The NKA’s Fourth Division met its first really sustained resistance around Uijongbu. In doing so, the NKA tied up so many of the rear guard elements that the NKA Special Forces Corps on the western flank driving south from Munsan to reach the Han three miles west of Seoul’s western outskirts easily forded the Han in an armada of lightweight canvas boats under cover of heavy smoke.
CHAPTER EIGHTEEN
Melissa Lange was one of Pacific Northwestern’s brightest and most beautiful, her swept-back ash-blonde hair and wide, sensitive eyes turning heads wherever she went on campus. She didn’t flaunt it, but she knew she had it, which made it doubly hard for her to understand why David Brentwood, down to his candy-cane-striped shorts, was standing in the middle of the room, glued to the TV, its bluish aura intensified by the soft peach lighting of the room and the heavy drapes shutting out the morning sun. “You’ll catch cold,” she said.
“They can fight, the bastards,” he said. “Got to give ‘em that.” Behind ABC’s Sam Donaldson there was a gray high-relief map of South Korea, four wide red arrows curving down from the DMZ converging on Seoul.
“Holy Cow!” said David, shaking his
head. “Look at this!” There were pictures, very shaky, bad sound tracks, of the bridges being blown, the air full of black smoke and dirt-cored waterspouts. Then a very wobbly shot, as if the cameraman had stumbled, of the bridges, the Songsan’s span now V-shaped, some of the spans of the Chamshil Iron Bridge still standing, others simply not there, the smoke from it strangely yellow, the explosions having set afire a nearby barge of sulfur. Melissa was out of bed, pulling on her panties. Tongjak Bridge was the next to go, the TV screen going fuzzy, interspersed with thousands of flickering dots. “Jesus!” said David, pointing at the set. “They’re people!” He moved closer.
At first Melissa didn’t answer, her arms reaching behind her and up, clipping her matching black bra against her milk-white skin, but David was now on one knee, fiddling with the controls. “They’re people, Mel.”

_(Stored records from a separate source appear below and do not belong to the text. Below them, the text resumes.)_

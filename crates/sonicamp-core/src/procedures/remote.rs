//! Firmware procedures
//!
//! Scan, tune, auto and wipe run on the device. The host sets their
//! parameters, triggers them and then waits until the status `procedure`
//! field leaves the procedure's id, polling the status meanwhile.

use async_trait::async_trait;
use tokio::sync::watch;
use tokio_util::sync::CancellationToken;
use tracing::{debug, info, warn};

use super::{
    release_signal, step, Procedure, ProcedureArgs, ProcedureType, ScanArgs, TuneArgs,
};
use crate::device::{DeviceError, SonicDevice};
use crate::protocol::{Command, CommandCode};

/// Wait until the device reports the end of the running procedure
pub async fn await_remote_finish(
    device: &SonicDevice,
    mut finished: watch::Receiver<u64>,
    cancel: &CancellationToken,
) -> Result<(), DeviceError> {
    let interval = device.config().procedure_poll_interval();
    loop {
        tokio::select! {
            _ = cancel.cancelled() => return Err(DeviceError::Cancelled),
            changed = finished.changed() => {
                if changed.is_err() {
                    return Err(DeviceError::Cancelled);
                }
                debug!("remote procedure reported finished");
                return Ok(());
            }
            _ = tokio::time::sleep(interval) => {
                if let Err(e) = device.poll_status().await {
                    if e.is_connection_error() {
                        return Err(e);
                    }
                    warn!(error = %e, "status poll during procedure failed");
                }
            }
        }
    }
}

fn trigger(kind: ProcedureType) -> CommandCode {
    match kind {
        ProcedureType::Scan => CommandCode::Scan,
        ProcedureType::Tune => CommandCode::Tune,
        ProcedureType::Auto => CommandCode::Auto,
        ProcedureType::Wipe => CommandCode::Wipe,
        ProcedureType::Ramp => CommandCode::Ramp,
    }
}

fn parameter_codes(kind: ProcedureType) -> &'static [CommandCode] {
    const SCAN: &[CommandCode] = &[
        CommandCode::SetScanGain,
        CommandCode::SetScanFRange,
        CommandCode::SetScanFStep,
        CommandCode::SetScanTStep,
    ];
    const TUNE: &[CommandCode] = &[
        CommandCode::SetTuneFStep,
        CommandCode::SetTuneTTime,
        CommandCode::SetTuneTStep,
    ];
    const AUTO: &[CommandCode] = &[
        CommandCode::SetScanGain,
        CommandCode::SetScanFRange,
        CommandCode::SetScanFStep,
        CommandCode::SetScanTStep,
        CommandCode::SetTuneFStep,
        CommandCode::SetTuneTTime,
        CommandCode::SetTuneTStep,
    ];
    match kind {
        ProcedureType::Scan => SCAN,
        ProcedureType::Tune => TUNE,
        ProcedureType::Auto => AUTO,
        ProcedureType::Wipe | ProcedureType::Ramp => &[],
    }
}

fn scan_parameters(args: &ScanArgs) -> Vec<Command> {
    vec![
        Command::new(CommandCode::SetScanGain).with_value(args.gain),
        Command::new(CommandCode::SetScanFRange).with_value(args.f_range),
        Command::new(CommandCode::SetScanFStep).with_value(args.f_step),
        Command::new(CommandCode::SetScanTStep).with_value(args.t_step.as_millis() as i64),
    ]
}

fn tune_parameters(args: &TuneArgs) -> Vec<Command> {
    vec![
        Command::new(CommandCode::SetTuneFStep).with_value(args.f_step),
        Command::new(CommandCode::SetTuneTTime).with_value(args.t_time.as_millis() as i64),
        Command::new(CommandCode::SetTuneTStep).with_value(args.t_step.as_millis() as i64),
    ]
}

/// A procedure the firmware runs by itself
pub struct RemoteProcedure {
    kind: ProcedureType,
}

impl RemoteProcedure {
    /// Procedure started by the firmware's `kind` command
    pub fn new(kind: ProcedureType) -> Self {
        Self { kind }
    }

    /// The device has the trigger, every parameter setter, and reports
    /// procedure ids in its status
    pub fn is_supported(device: &SonicDevice, kind: ProcedureType) -> bool {
        kind != ProcedureType::Ramp
            && device.has_command(trigger(kind))
            && parameter_codes(kind)
                .iter()
                .all(|code| device.has_command(*code))
            && device.command_table().can_report_procedure()
    }

    fn parameters(&self, args: &ProcedureArgs) -> Result<Vec<Command>, DeviceError> {
        match (self.kind, args) {
            (ProcedureType::Scan, ProcedureArgs::Scan(scan)) => Ok(scan_parameters(scan)),
            (ProcedureType::Tune, ProcedureArgs::Tune(tune)) => Ok(tune_parameters(tune)),
            (ProcedureType::Auto, ProcedureArgs::Auto(auto)) => {
                let mut parameters = scan_parameters(&auto.scan);
                parameters.extend(tune_parameters(&auto.tune));
                Ok(parameters)
            }
            (ProcedureType::Wipe, ProcedureArgs::Wipe) => Ok(Vec::new()),
            (kind, other) => Err(DeviceError::InvalidArgument(format!(
                "{kind} cannot run with {} arguments",
                other.procedure_type()
            ))),
        }
    }

    async fn run(
        &self,
        device: &SonicDevice,
        parameters: Vec<Command>,
        cancel: &CancellationToken,
    ) -> Result<(), DeviceError> {
        for parameter in parameters {
            step(device, parameter, cancel).await?;
        }
        let finished = device.status().subscribe_procedure_finished();
        step(device, trigger(self.kind).into(), cancel).await?;
        await_remote_finish(device, finished, cancel).await
    }
}

#[async_trait]
impl Procedure for RemoteProcedure {
    fn procedure_type(&self) -> ProcedureType {
        self.kind
    }

    async fn execute(
        &self,
        device: &SonicDevice,
        args: &ProcedureArgs,
        cancel: &CancellationToken,
    ) -> Result<(), DeviceError> {
        let parameters = self.parameters(args)?;
        info!(procedure = %self.kind, "starting remote procedure");
        let result = self.run(device, parameters, cancel).await;
        if result.is_err() {
            release_signal(device).await;
        }
        result
    }
}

“They can’t be,” she said, glancing over. Suddenly her anger at his inattention to her paled against what was happening on the screen. A commercial came on for Australian beer, “the golden throat charmer.” Only now did David see that Melissa was dressing. “Hey, Mel, what’re you doing?”
“What’s it look like?”
“Hey, no, honey. Listen, I just wanted to — my brother’s out there with the Seventh Fleet.”
“Men and war,” she said. “You love it.”
“No I don’t.”
“Yes you do. That’s why you’re in the reserves.”